O tordo-ruivo (Turdus iliacus)
Paulo Ferreira (Fotografia e vídeo de natureza):
Lembro-me que o mês de março chegava e a chuva não dava tréguas. Estava ansioso por fotografar o tordo-ruivo, uma ave que supostamente havia sido avistada alguns dias antes no vale do Ferreira, mas o tempo não ajudava. Finalmente, depois de uma semana de chuva intensa, o sábado chegou e manhã bem cedo, coloquei-me a caminho da margem direita do rio Ferreira, já muito próximo da foz com o rio Sousa. Quando lá cheguei, por volta das 07h00, o frio fazia-se sentir e o caminho junto ao curso de água estava coberto de lama, em virtude do rio ter galgado as suas margens nos dias anteriores. Apesar disso, não me deixei desmotivar e rapidamente coloquei-me a caminho. Ao fim de 5 minutos de caminhada, as botas pesavam quase 5 kg cada uma, de tanta lama agarrada ás solas. Mas lá fui. A vontade de encontrar e fotografar esta ave, era mais forte do que tudo o resto. Por outro lado, a lama ajudava a que não fizesse tanto barulho e permitiu-me aproximar um pouco mais do local onde eu ouvia o seu canto, um característico chamamento metálico e decrescente. Munido de uma objetiva de 600mm, eu sentia-me capaz de fotografar aquela ave. Contudo não foi bem assim. Apesar de ter o equipamento necessário para o conseguir, a tarefa foi complicada pelo constante voo do ave. Os poucos exemplares que avistei não permaneciam muito tempo nos ramos das árvores mais altas e isso dificultava o meu trabalho. Quando ouvi ao longe o sino de uma igreja a anunciar as 10h00, tomei consciência de que a tarefa não estava a ser produtiva e decidido, embrenhei-me nos ramos de um salgueiro e tentei disfarçar-me ao máximo. E ali fiquei. Sentado na lama, procurei uma abertura por entre os ramos e rapidamente verifiquei que os tordos já não estavam tão ativos. Talvez porque não me viam? Talvez fosse. O certo é que lá fui conseguindo registar algumas fotografias como é o caso desta. Duas horas depois, regressava a casa, carregava o “peso” das fotografias, vinha mais “rico” e sentia-me realizado.
Joel Neves (Biólogo):
O tordo-ruivo (Turdus iliacus) é uma das quatro espécies vulgarmente denominadas de tordo da nossa avifauna, e um invernante relativamente comum, que pode passar facilmente despercebido a quem, principalmente, não conhece o seu característico chamamento metálico e decrescente. Visualmente, distingue-se dos demais tordos pelos flancos ruivos, bastante notório na base das asas durante o voo, por ostentar uma risca branca acima do olho (listra supraciliar) e base do bico amarela.
Os primeiros indivíduos começam a ser observados no nosso território em finais de Outubro estabelecendo-se por cá até meados de Março, aquando dão inicio à sua longa viagem de retorno para os seus locais de nidificação, desde a Islândia e Escandinávia até ao norte da Ásia. Em locais mais sossegados e longe da poluição sonora, é possível ouvir dezenas de indivíduos a emitir as suas características vocalizações enquanto efetuam as suas deslocações migratórias durante as noites mais frias de outono.
Um pouco como a maioria das aves migradoras que por cá passam o inverno, a população invernante desta espécie varia de número de efetivos consoante as condições e disponibilidade de alimento nos seus locais de nidificação e nos locais de invernada no centro da Europa. São aves gregárias, ou seja, formam bandos e associam-se frequentemente com outras espécies de tordos, como o tordo-comum (Turdus philomelos) ou a tordoveia (Turdus viscicvorus).
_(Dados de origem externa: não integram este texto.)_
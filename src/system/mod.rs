//! System-level modules
//!
//! Process-wide facilities that sit below the runtime: currently the
//! tracing subscriber setup.

pub mod logging;

pub use logging::init_logging;
/// Fold rows into dashboard aggregates
pub fn aggregate(
    rows: &[ResponseModel],
    eligible: u64,
    thresholds: &RiskThresholds,
) -> DashboardAggregates {
    let mut overall = DomainTotals::default();
    let mut weeks: BTreeMap<NaiveDate, DomainTotals> = BTreeMap::new();
    let mut teams: HashMap<Uuid, DomainTotals> = HashMap::new();
    let mut support_requests = 0;
    let mut high_risk_flags = 0;

    for row in rows {
        overall.add(row);
        let week = week_start(row.submitted_at.with_timezone(&Utc).date_naive());
        weeks.entry(week).or_default().add(row);
        if let Some(team_id) = row.team_id {
            teams.entry(team_id).or_default().add(row);
        }
        if row.support_requested {
            support_requests += 1;
        }
        if row.high_risk_flag {
            high_risk_flags += 1;
        }
    }

    let latest_week = weeks.keys().next_back().copied();
    let mut recent = weeks.values().rev();
    let last_bucket = recent.next();
    let previous_bucket = recent.next();

    let domains = Domain::ALL
        .iter()
        .map(|domain| DomainSummary {
            domain: *domain,
            average: overall.average(*domain).map(round1),
            score: overall.score(*domain).map(round1),
            delta: compute_delta(
                last_bucket.and_then(|b| b.score(*domain)),
                previous_bucket.and_then(|b| b.score(*domain)),
            ),
            answered: overall.totals.get(domain).map_or(0, |(_, count)| *count),
        })
        .collect();

    let trend: Vec<WeeklyBucket> = weeks
        .iter()
        .map(|(week, totals)| WeeklyBucket {
            week_start: *week,
            responses: totals.responses,
            wellbeing: totals.wellbeing().map(round1),
            domains: Domain::ALL
                .iter()
                .filter_map(|d| totals.average(*d).map(|avg| (*d, round1(avg))))
                .collect(),
        })
        .collect();

    let team_scores = team_scores(rows, &teams, latest_week);
    let composites: Vec<f64> = team_scores.iter().map(|team| team.score).collect();
    let weekly_wellbeing: Vec<f64> = weeks.values().filter_map(DomainTotals::wellbeing).collect();
    let team_deviation = std_dev(&composites);
    let spread_by_domain: BTreeMap<Domain, f64> = Domain::ALL
        .iter()
        .filter_map(|domain| {
            let per_team: Vec<f64> = teams.values().filter_map(|t| t.score(*domain)).collect();
            spread(&per_team).map(|range| (*domain, range))
        })
        .collect();
    let previous_score = |domain: Domain| previous_bucket.and_then(|b| b.score(domain));

    let wellbeing = overall.wellbeing();
    let respondents = count_respondents(rows);
    let rate = participation_rate(respondents, eligible);

    DashboardAggregates {
        total_responses: overall.responses,
        wellbeing_score: wellbeing.map(round1),
        wellbeing_delta: compute_delta(
            last_bucket.and_then(DomainTotals::wellbeing),
            previous_bucket.and_then(DomainTotals::wellbeing),
        ),
        band: wellbeing.map(classify),
        below_tolerance: wellbeing.is_some_and(|score| score < thresholds.below_tolerance),
        domains,
        trend,
        participation: Participation {
            respondents,
            eligible,
            rate,
            confidence: ConfidenceBand::from_rate(rate),
        },
        teams_below_threshold: count_teams_below(&team_scores, thresholds),
        teams_requiring_attention: teams_requiring_attention(&team_scores, thresholds),
        domains_at_risk: domains_at_risk(|domain| overall.score(domain), previous_score, thresholds),
        domain_risk: domain_risk_table(
            |domain| overall.score(domain),
            previous_score,
            &team_scores,
            thresholds,
        ),
        domain_priority: domain_priority(
            |domain| overall.score(domain),
            previous_score,
            &spread_by_domain,
            thresholds,
        ),
        team_deviation: team_deviation.map(round1),
        uneven_exposure: team_deviation.is_some_and(|dev| dev > thresholds.variance_high),
        escalation: escalation_signal(
            &weekly_wellbeing,
            overall.score(Domain::Safety),
            &composites,
            thresholds,
        ),
        support_requests,
        high_risk_flags,
    }
}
Frequentam vários tipos de habitats florestais e agrícolas, onde possam procurar por invertebrados, frutos e bagas de inverno.
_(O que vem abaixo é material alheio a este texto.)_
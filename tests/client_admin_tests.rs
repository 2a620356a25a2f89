//! Client administration routes: creation, thresholds, hierarchy and the
//! employee roster.

#[path = "test_utils/mod.rs"]
mod test_utils;

use axum::http::StatusCode;
use beacon::models::{Department, Division, Team};
use sea_orm::{EntityTrait, PaginatorTrait};
use serde_json::json;
use test_utils::*;
use uuid::Uuid;

#[tokio::test]
async fn create_client_validates_name() -> anyhow::Result<()> {
    let db = setup_test_db().await?;
    let app = test_app(test_config(), db)?;

    let created = send(&app, admin_json("POST", "/api/clients", json!({ "name": "  Acme  " }))).await;
    assert_eq!(created.status, StatusCode::CREATED);
    assert_eq!(created.json()["name"], "Acme");

    let blank = send(&app, admin_json("POST", "/api/clients", json!({ "name": "   " }))).await;
    assert_eq!(blank.status, StatusCode::BAD_REQUEST);
    assert_eq!(blank.json()["code"], "VALIDATION_FAILED");

    Ok(())
}

#[tokio::test]
async fn thresholds_default_then_merge_overrides() -> anyhow::Result<()> {
    let db = setup_test_db().await?;
    let client = create_test_client(&db).await?;
    let app = test_app(test_config(), db)?;
    let uri = format!("/api/clients/{}/thresholds", client.id);

    let defaults = send(&app, admin_get(&uri)).await;
    assert_eq!(defaults.status, StatusCode::OK);
    let body = defaults.json();
    assert_eq!(body["overridden"], false);
    assert_eq!(
        body["thresholds"],
        json!({
            "team_attention": 60.0,
            "below_tolerance": 60.0,
            "domain_at_risk": 70.0,
            "psych_safety_critical": 50.0,
            "consecutive_declines": 3,
            "range_high": 30.0,
            "variance_high": 12.0
        })
    );

    let first = send(&app, admin_json("PUT", &uri, json!({ "team_attention": 55 }))).await;
    assert_eq!(first.status, StatusCode::OK, "{}", first.text());
    let second = send(&app, admin_json("PUT", &uri, json!({ "consecutive_declines": 4 }))).await;
    assert_eq!(second.status, StatusCode::OK);

    let resolved = send(&app, admin_get(&uri)).await.json();
    assert_eq!(resolved["overridden"], true);
    assert_eq!(resolved["thresholds"]["team_attention"], 55.0);
    assert_eq!(resolved["thresholds"]["consecutive_declines"], 4);
    assert_eq!(resolved["thresholds"]["domain_at_risk"], 70.0);

    Ok(())
}

#[tokio::test]
async fn thresholds_reject_unknown_keys_and_out_of_range_values() -> anyhow::Result<()> {
    let db = setup_test_db().await?;
    let client = create_test_client(&db).await?;
    let app = test_app(test_config(), db)?;
    let uri = format!("/api/clients/{}/thresholds", client.id);

    for body in [
        json!({ "made_up": 1 }),
        json!({ "team_attention": "high" }),
        json!({ "team_attention": 140 }),
        json!({ "consecutive_declines": 0 }),
    ] {
        let response = send(&app, admin_json("PUT", &uri, body.clone())).await;
        assert_eq!(response.status, StatusCode::BAD_REQUEST, "{}", body);
    }

    let resolved = send(&app, admin_get(&uri)).await.json();
    assert_eq!(resolved["overridden"], false);

    let missing = send(
        &app,
        admin_get(&format!("/api/clients/{}/thresholds", Uuid::new_v4())),
    )
    .await;
    assert_eq!(missing.status, StatusCode::NOT_FOUND);

    Ok(())
}

#[tokio::test]
async fn hierarchy_setup_is_idempotent() -> anyhow::Result<()> {
    let db = setup_test_db().await?;
    let client = create_test_client(&db).await?;
    let app = test_app(test_config(), db.clone())?;
    let uri = format!("/api/clients/{}/hierarchy", client.id);
    let plan = json!({
        "divisions": ["Operations", "Corporate", "Operations "],
        "departments_per_division": ["Field", "Support"],
        "teams_per_department": ["North", "South", "West"]
    });

    let first = send(&app, admin_json("POST", &uri, plan.clone())).await;
    assert_eq!(first.status, StatusCode::OK, "{}", first.text());
    let first = first.json();
    assert_eq!(first["divisions"]["created"], 2);
    assert_eq!(first["departments"]["created"], 4);
    assert_eq!(first["teams"]["created"], 12);
    assert_eq!(first["errors"], json!([]));

    let second = send(&app, admin_json("POST", &uri, plan)).await.json();
    assert_eq!(second["divisions"]["created"], 0);
    assert_eq!(second["divisions"]["reused"], 2);
    assert_eq!(second["teams"]["reused"], 12);

    assert_eq!(Division::find().count(&db).await?, 2);
    assert_eq!(Department::find().count(&db).await?, 4);
    assert_eq!(Team::find().count(&db).await?, 12);

    let empty = send(&app, admin_json("POST", &uri, json!({ "divisions": [] }))).await;
    assert_eq!(empty.status, StatusCode::BAD_REQUEST);

    Ok(())
}

#[tokio::test]
async fn employee_placement_follows_team() -> anyhow::Result<()> {
    let db = setup_test_db().await?;
    let client = create_test_client(&db).await?;
    let other = create_test_client(&db).await?;
    let app = test_app(test_config(), db.clone())?;

    send(
        &app,
        admin_json(
            "POST",
            &format!("/api/clients/{}/hierarchy", client.id),
            json!({
                "divisions": ["Operations"],
                "departments_per_division": ["Field"],
                "teams_per_department": ["North"]
            }),
        ),
    )
    .await;
    let team = Team::find().one(&db).await?.unwrap();

    let created = send(
        &app,
        admin_json(
            "POST",
            &format!("/api/clients/{}/employees", client.id),
            json!({ "first_name": "Ana", "phone": "+61 412 345 678", "team_id": team.id }),
        ),
    )
    .await;
    assert_eq!(created.status, StatusCode::CREATED, "{}", created.text());
    let body = created.json();
    assert_eq!(body["phone"], "+61412345678");
    assert_eq!(body["team_id"], team.id.to_string());
    assert_eq!(body["department_id"], team.department_id.to_string());
    assert!(body["division_id"].is_string());

    let bad_phone = send(
        &app,
        admin_json(
            "POST",
            &format!("/api/clients/{}/employees", client.id),
            json!({ "phone": "12345" }),
        ),
    )
    .await;
    assert_eq!(bad_phone.status, StatusCode::BAD_REQUEST);

    let foreign_team = send(
        &app,
        admin_json(
            "POST",
            &format!("/api/clients/{}/employees", other.id),
            json!({ "team_id": team.id }),
        ),
    )
    .await;
    assert_eq!(foreign_team.status, StatusCode::BAD_REQUEST);
    assert_eq!(foreign_team.json()["details"]["team_id"], "team does not exist");

    Ok(())
}
//! # Server Configuration
//!
//! This module contains the router, shared state and OpenAPI document for
//! the Beacon API.

use std::sync::Arc;

use axum::{
    Router, middleware,
    routing::{get, post},
};
use sea_orm::DatabaseConnection;
use tower_http::trace::TraceLayer;
use utoipa::{
    Modify, OpenApi,
    openapi::security::{HttpAuthScheme, HttpBuilder, SecurityScheme},
};
use utoipa_swagger_ui::SwaggerUi;

use crate::auth::admin_auth_middleware;
use crate::config::AppConfig;
use crate::handlers;
use crate::sms::TwilioClient;
use crate::telemetry::trace_context_middleware;

/// Application state containing shared resources
#[derive(Clone)]
pub struct AppState {
    pub config: Arc<AppConfig>,
    pub db: DatabaseConnection,
    pub sms: TwilioClient,
}

impl AppState {
    /// Build state from loaded configuration and an open connection
    pub fn new(config: AppConfig, db: DatabaseConnection) -> anyhow::Result<Self> {
        let sms = TwilioClient::new(config.twilio.clone())?;
        Ok(Self {
            config: Arc::new(config),
            db,
            sms,
        })
    }
}

/// Creates and configures the Axum application router
pub fn create_app(state: AppState) -> Router {
    let admin = Router::new()
        .route("/api/surveys/issue", post(handlers::surveys::issue_token))
        .route("/api/export", get(handlers::export::export_responses))
        .route("/api/dashboard", get(handlers::dashboard::get_dashboard))
        .route("/api/clients", post(handlers::clients::create_client))
        .route(
            "/api/clients/{id}/thresholds",
            get(handlers::clients::get_thresholds).put(handlers::clients::put_thresholds),
        )
        .route(
            "/api/clients/{id}/hierarchy",
            post(handlers::clients::setup_hierarchy),
        )
        .route(
            "/api/clients/{id}/employees",
            post(handlers::clients::create_employee),
        )
        .route("/api/admin/sms/batch", post(handlers::sms::send_batch))
        .route("/api/sms/status", get(handlers::sms::sms_status))
        .route("/api/sms/test", post(handlers::sms::send_test))
        .route("/api/demo/seed", post(handlers::demo::seed))
        .route("/api/demo/seed-balanced", post(handlers::demo::seed_balanced))
        .route("/api/demo/clear", post(handlers::demo::clear))
        .route_layer(middleware::from_fn_with_state(
            Arc::clone(&state.config),
            admin_auth_middleware,
        ));

    let public = Router::new()
        .route("/", get(handlers::root))
        .route("/healthz", get(handlers::health::healthz))
        .route("/readyz", get(handlers::health::readyz))
        .route("/api/surveys/{token}", get(handlers::surveys::token_status))
        .route("/api/responses", post(handlers::responses::submit_response))
        .route("/api/admin/auth", post(handlers::admin::login))
        .route("/api/admin/logout", post(handlers::admin::logout));

    Router::new()
        .merge(public)
        .merge(admin)
        .with_state(state)
        .merge(SwaggerUi::new("/docs").url("/openapi.json", ApiDoc::openapi()))
        .layer(TraceLayer::new_for_http())
        .layer(middleware::from_fn(trace_context_middleware))
}

/// Starts the server with the given configuration
pub async fn run_server(config: AppConfig, db: DatabaseConnection) -> anyhow::Result<()> {
    let addr = config
        .bind_addr()
        .map_err(|e| anyhow::anyhow!("Invalid server address: {}", e))?;
    let profile = config.profile.clone();

    let app = create_app(AppState::new(config, db)?);

    let listener = tokio::net::TcpListener::bind(addr).await?;
    tracing::info!(%addr, %profile, "Server listening");

    axum::serve(listener, app).await?;

    Ok(())
}

/// Registers the bearer scheme referenced by admin routes
struct SecurityAddon;

impl Modify for SecurityAddon {
    fn modify(&self, openapi: &mut utoipa::openapi::OpenApi) {
        let components = openapi.components.get_or_insert_with(Default::default);
        components.add_security_scheme(
            "bearer_auth",
            SecurityScheme::Http(HttpBuilder::new().scheme(HttpAuthScheme::Bearer).build()),
        );
    }
}

/// OpenAPI documentation
#[derive(OpenApi)]
#[openapi(
    paths(
        crate::handlers::root,
        crate::handlers::health::healthz,
        crate::handlers::health::readyz,
        crate::handlers::surveys::issue_token,
        crate::handlers::surveys::token_status,
        crate::handlers::responses::submit_response,
        crate::handlers::export::export_responses,
        crate::handlers::dashboard::get_dashboard,
        crate::handlers::clients::create_client,
        crate::handlers::clients::get_thresholds,
        crate::handlers::clients::put_thresholds,
        crate::handlers::clients::setup_hierarchy,
        crate::handlers::clients::create_employee,
        crate::handlers::admin::login,
        crate::handlers::admin::logout,
        crate::handlers::sms::send_batch,
        crate::handlers::sms::sms_status,
        crate::handlers::sms::send_test,
        crate::handlers::demo::seed,
        crate::handlers::demo::seed_balanced,
        crate::handlers::demo::clear,
    ),
    components(
        schemas(
            crate::models::ServiceInfo,
            crate::error::ApiError,
            crate::error::ProviderError,
            crate::handlers::health::HealthStatus,
            crate::handlers::surveys::IssueTokenRequest,
            crate::handlers::surveys::IssueTokenResponse,
            crate::handlers::surveys::TokenStatusResponse,
            crate::handlers::responses::SubmitResponseRequest,
            crate::handlers::responses::SubmitResponseResult,
            crate::handlers::dashboard::DashboardResponse,
            crate::handlers::clients::CreateClientRequest,
            crate::handlers::clients::ClientResponse,
            crate::handlers::clients::ThresholdsResponse,
            crate::handlers::clients::CreateEmployeeRequest,
            crate::handlers::clients::EmployeeResponse,
            crate::handlers::admin::LoginRequest,
            crate::handlers::admin::OkResponse,
            crate::handlers::sms::SmsBatchRequest,
            crate::handlers::sms::SmsBatchResponse,
            crate::handlers::sms::SmsDeliveryError,
            crate::handlers::sms::SmsStatusResponse,
            crate::handlers::sms::SmsTestRequest,
            crate::handlers::sms::SmsTestResponse,
            crate::handlers::demo::DemoRequest,
            crate::handlers::demo::DemoSeedResponse,
            crate::handlers::demo::BalancedSeedRequest,
            crate::handlers::demo::BalancedSeedResponse,
            crate::handlers::demo::DemoClearResponse,
            crate::repositories::HierarchyPlan,
            crate::repositories::HierarchyOutcome,
            crate::repositories::LevelOutcome,
            crate::risk::RiskThresholds,
            crate::models::survey_token::TokenChannel,
            crate::models::survey_token::TokenState,
        )
    ),
    modifiers(&SecurityAddon),
    info(
        title = "Beacon API",
        description = "Anonymous wellbeing surveys, risk dashboards and survey link delivery",
        version = env!("CARGO_PKG_VERSION"),
    )
)]
pub struct ApiDoc;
A partir de 2015, esta espécie passou a constar como “Quase ameaçada” quanto ao estatuto de conservação na Europa, devido ao seu decréscimo populacional desde a década de 80, uma vez que se estima estar a diminuir em 30% a cada três gerações (15 anos). Pensa-se que as alterações climáticas sejam uma das razões que levam a este declínio, já que a espécie tem vindo a perder locais de nidificação, passando a ser o seu limite de distribuição cada vez mais a norte. Também a perda de vegetação arbustiva densa, que a espécie depende, particularmente, nos seus locais de reprodução, para a conversação em pastoreio é um fator acrescentado que leva a esta tendência, assim como a caça na região mediterrânica e que é particularmente notória em Portugal.